“Il y aura un avant et un après Los Angeles pour ICE (Immersive Cinema Experience).” Ce mantra est répété inlassablement par Jocelyn Bouyssy, le directeur général du groupe rochelais CGR Cinémas. Grâce à un accord conclu lors du festival de Cannes avec AEG, géant américain de l’événementiel, il a lancé sa première salle immersive de 180 sièges sur le sol américain. Dès le mardi 10 décembre, elle ouvrira ses portes avec la projection de “Jumanji: The next level” dans l’immense complexe de divertissement L.A. Live, exploité par Regal.
Quand on pense à une salle immersive, on imagine un siège qui tremble, des effets de soufflerie… “On n’est pas au Futuroscope”, rappelle Jocelyn Bouyssy, qui décrit la salle ICE comme un concept premium alliant le confort et les innovations techniques, dont un son enveloppant et une immersion visuelle grâce à des panneaux lumino-textiles installés sur les côtés de la salle. Sollicitant la vision périphérique, la technologie LightVibes a été créée par les équipes de CGR dans leur bureau à la Rochelle, tout comme les sièges disposant de chargeurs à induction.
“C’est un concept imaginé par des exploitants pour les exploitants.” Grâce à cette offre, la part de marché et de box office des films projetés en ICE a été multipliée par deux, assure Guillaume Thomine Desmazures, responsable du développement international d’ICE. Un argument de poids pour convaincre les studios. Exploitants et distributeurs peuvent espérer vendre des tickets jusqu’à deux fois plus chers que les tickets traditionnels.
Los Angeles, “rêve de gosse”
Tout a démarré en 2016. “On a décidé de croire au cinéma.
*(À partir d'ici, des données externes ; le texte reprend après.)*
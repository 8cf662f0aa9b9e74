//! Indexes for efficient corpus lookups.
//!
//! Posting lists are kept in insertion order so that matching is
//! deterministic.

use std::collections::HashMap;
use xpm_core::{TextId, Value};

/// Relation index: relation name -> texts
#[derive(Debug, Default)]
pub struct RelationIndex {
    index: HashMap<String, Vec<TextId>>,
}

impl RelationIndex {
    pub fn new() -> Self {
        Self::default()
    }

    pub fn insert(&mut self, relation: &str, text_id: TextId) {
        self.index
            .entry(relation.to_string())
            .or_default()
            .push(text_id);
    }

    pub fn get(&self, relation: &str) -> &[TextId] {
        self.index.get(relation).map(Vec::as_slice).unwrap_or(&[])
    }

    pub fn count(&self, relation: &str) -> usize {
        self.get(relation).len()
    }

    pub fn relations(&self) -> impl Iterator<Item = &str> {
        self.index.keys().map(|s| s.as_str())
    }
}

/// Key for the argument index: (relation, position, value)
#[derive(Debug, Clone, PartialEq, Eq, Hash)]
struct ArgKey {
    relation: String,
    position: usize,
    value: Value,
}

/// Argument index: (relation, position, value) -> texts
#[derive(Debug, Default)]
pub struct ArgumentIndex {
    index: HashMap<ArgKey, Vec<TextId>>,
}

impl ArgumentIndex {
    pub fn new() -> Self {
        Self::default()
    }

    pub fn insert(&mut self, relation: &str, args: &[Value], text_id: TextId) {
        for (position, value) in args.iter().enumerate() {
            let key = ArgKey {
                relation: relation.to_string(),
                position,
                value: value.clone(),
            };
            self.index.entry(key).or_default().push(text_id);
        }
    }

    pub fn get(&self, relation: &str, position: usize, value: &Value) -> &[TextId] {
        let key = ArgKey {
            relation: relation.to_string(),
            position,
            value: value.clone(),
        };
        self.index.get(&key).map(Vec::as_slice).unwrap_or(&[])
    }
}
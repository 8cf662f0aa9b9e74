//! Valuations of one connected component of variables.

use crate::{ValuationError, ValuationResult, ValuationsBase};
use std::cmp::Ordering;
use std::collections::{BTreeMap, BTreeSet};
use std::fmt;
use xpm_core::{Row, Tuple, Value, Variable, Variables};

/// Binding tuples of a single connected component of variables.
///
/// Rows keep the order produced by the matching engine, duplicates included:
/// how often a tuple occurs matters to the miner. Column `i` of every row is
/// the value of variable `i`.
///
/// Equality and ordering compare variable sets only, which identifies a
/// component within a composite valuation. Use [`ScValuations::rows`] to
/// compare contents.
#[derive(Debug, Clone)]
pub struct ScValuations {
    variables: Variables,
    values: Vec<Tuple>,
}

impl ScValuations {
    /// Build from a raw satisfying set.
    ///
    /// `None` means the engine found no match: the component keeps its
    /// variables and holds zero rows.
    pub fn new(variables: Variables, satset: Option<Vec<Row>>) -> ValuationResult<Self> {
        let rows = satset.unwrap_or_default();
        let values = rows.into_iter().map(Row::into_tuple).collect();
        Self::from_tuples(variables, values)
    }

    /// Build from already normalized tuples.
    pub fn from_tuples(variables: Variables, values: Vec<Tuple>) -> ValuationResult<Self> {
        if let Some(bad) = values.iter().find(|t| t.len() != variables.len()) {
            return Err(ValuationError::row_arity(variables.len(), bad.len()));
        }
        Ok(Self { variables, values })
    }

    /// A component with the given variables and no rows.
    pub fn with_variables(variables: Variables) -> Self {
        Self {
            variables,
            values: Vec::new(),
        }
    }

    /// Drop the first variable.
    pub fn erase_front(&self) -> ValuationResult<Self> {
        let var = self.front_variable()?;
        Ok(self.erase(var))
    }

    /// Drop the column of `var`.
    ///
    /// A variable outside this component leaves it unchanged. Row count and
    /// order are preserved exactly, even when rows become duplicates. Once
    /// the last variable is gone the result carries no rows; callers must
    /// test [`ValuationsBase::is_empty`], not the row count.
    pub fn erase(&self, var: &Variable) -> Self {
        let Some(dst) = self.variables.position(var) else {
            return self.clone();
        };

        let variables = self.variables.without(var);
        if variables.is_empty() {
            return Self::with_variables(variables);
        }

        let values = self
            .values
            .iter()
            .map(|row| {
                let mut row = row.clone();
                row.remove(dst);
                row
            })
            .collect();
        Self { variables, values }
    }

    /// Keep only the variables in `keep`, dropping every other column.
    pub fn project(&self, keep: &Variables) -> Self {
        self.variables
            .iter()
            .filter(|var| !keep.contains(var))
            .fold(self.clone(), |acc, var| acc.erase(var))
    }

    /// Number of rows.
    pub fn row_count(&self) -> usize {
        self.values.len()
    }

    /// True if no row was recorded.
    pub fn has_no_rows(&self) -> bool {
        self.values.is_empty()
    }

    /// The rows in engine order.
    pub fn rows(&self) -> &[Tuple] {
        &self.values
    }

    /// Values taken by `var`, row by row, or `None` if `var` is not here.
    pub fn column(&self, var: &Variable) -> Option<impl Iterator<Item = &Value> + '_> {
        let dst = self.variables.position(var)?;
        Some(self.values.iter().map(move |row| &row[dst]))
    }

    /// Distinct values taken by `var`.
    pub fn distinct_values(&self, var: &Variable) -> Option<BTreeSet<&Value>> {
        Some(self.column(var)?.collect())
    }

    /// Occurrence count of each distinct row.
    pub fn frequency(&self) -> BTreeMap<&Tuple, usize> {
        let mut counts = BTreeMap::new();
        for row in &self.values {
            *counts.entry(row).or_insert(0) += 1;
        }
        counts
    }

    pub(crate) fn fmt_indented(&self, f: &mut fmt::Formatter<'_>, indent: &str) -> fmt::Result {
        writeln!(f, "{}variables: {}", indent, self.variables)?;
        writeln!(f, "{}rows = {}", indent, self.values.len())?;
        for row in &self.values {
            write!(f, "{}  (", indent)?;
            for (i, value) in row.iter().enumerate() {
                if i > 0 {
                    write!(f, ", ")?;
                }
                write!(f, "{}", value)?;
            }
            writeln!(f, ")")?;
        }
        Ok(())
    }
}

impl ValuationsBase for ScValuations {
    fn variables(&self) -> &Variables {
        &self.variables
    }
}

impl PartialEq for ScValuations {
    fn eq(&self, other: &Self) -> bool {
        self.variables == other.variables
    }
}

impl Eq for ScValuations {}

impl PartialOrd for ScValuations {
    fn partial_cmp(&self, other: &Self) -> Option<Ordering> {
        Some(self.cmp(other))
    }
}

impl Ord for ScValuations {
    fn cmp(&self, other: &Self) -> Ordering {
        self.variables.cmp(&other.variables)
    }
}

impl fmt::Display for ScValuations {
    fn fmt(&self, f: &mut fmt::Formatter<'_>) -> fmt::Result {
        self.fmt_indented(f, "")
    }
}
Après avoir résisté à Canal+, les VHS, les DVD, et maintenant les plateformes comme Netflix et Amazon TV, le cinéma avait besoin d’innovations technologiques”, note le patron charismatique du CGR, numéro 2 en France. “Il faut que cela reste un lieu de sortie, de socialisation.” Las de travailler avec des tiers, il décide de développer en nom propre cette technologie immersive. Trois ans plus tard, une trentaine de salles ont été construites dans l’Hexagone.
Los Angeles, la Mecque du septième art, était alors un “rêve de gosse” pour Jocelyn Bouyssy. Sans compter que cette ouverture est décisive pour l’avenir du concept à l’international. “Le challenge est désormais de trouver des contenus”, plaide Jocelyn Bouyssy, qui a démarré sa carrière comme projectionniste. Dès les débuts, il réussit à convaincre Luc Besson de diffuser “Valerian” en ICE, puis c’est au tour de Sony. Et finalement, même Disney leur a laissé leur chance avec “Maléfique : Le pouvoir du mal”. “J’ai réussi à convaincre les distributeurs quand ils sont venus en France voir un film en salle ICE. Celle de Los Angeles va permettre de faire venir les studios hollywoodiens et des réalisateurs comme James Cameron”, assure celui qui considère cette salle comme “le vaisseau amiral de la marque”. Un pari gagnant, puisque l’inauguration, mardi 3 décembre, a attiré des pontes de l’industrie.
Des rencontres qui devraient permettre au groupe français d’adapter en ICE des films qui se prêtent à la technologie, comme c’est déjà le cas pour “Top Gun 2” de Joseph Kosinski. Les films font l’objet d’un travail spécifique de post-production, au siège du CGR à Périgny, pendant environ un mois. Depuis trois ans, plus de 60 films ont été adaptés pour ces salles.
Le modèle connaît aussi une percée à l’international avec un déploiement en Arabie saoudite, via l’exploitant Vox qui a demandé une exclusivité territoriale. Le groupe rochelais ambitionne de vendre une centaine de salles aux Etats-Unis dans la prochaine année. La collaboration avec AEG pourrait se reproduire, le groupe américain gérant 5.500 salles de cinéma outre-Atlantique. Et l’ambition de Jocelyn Bouyssy, décrété ambassadeur du “made in France” dans le septième art, s’étend au-delà : “je veux imaginer une seconde version d’ICE, offrant de nouvelles options aux spectateurs.”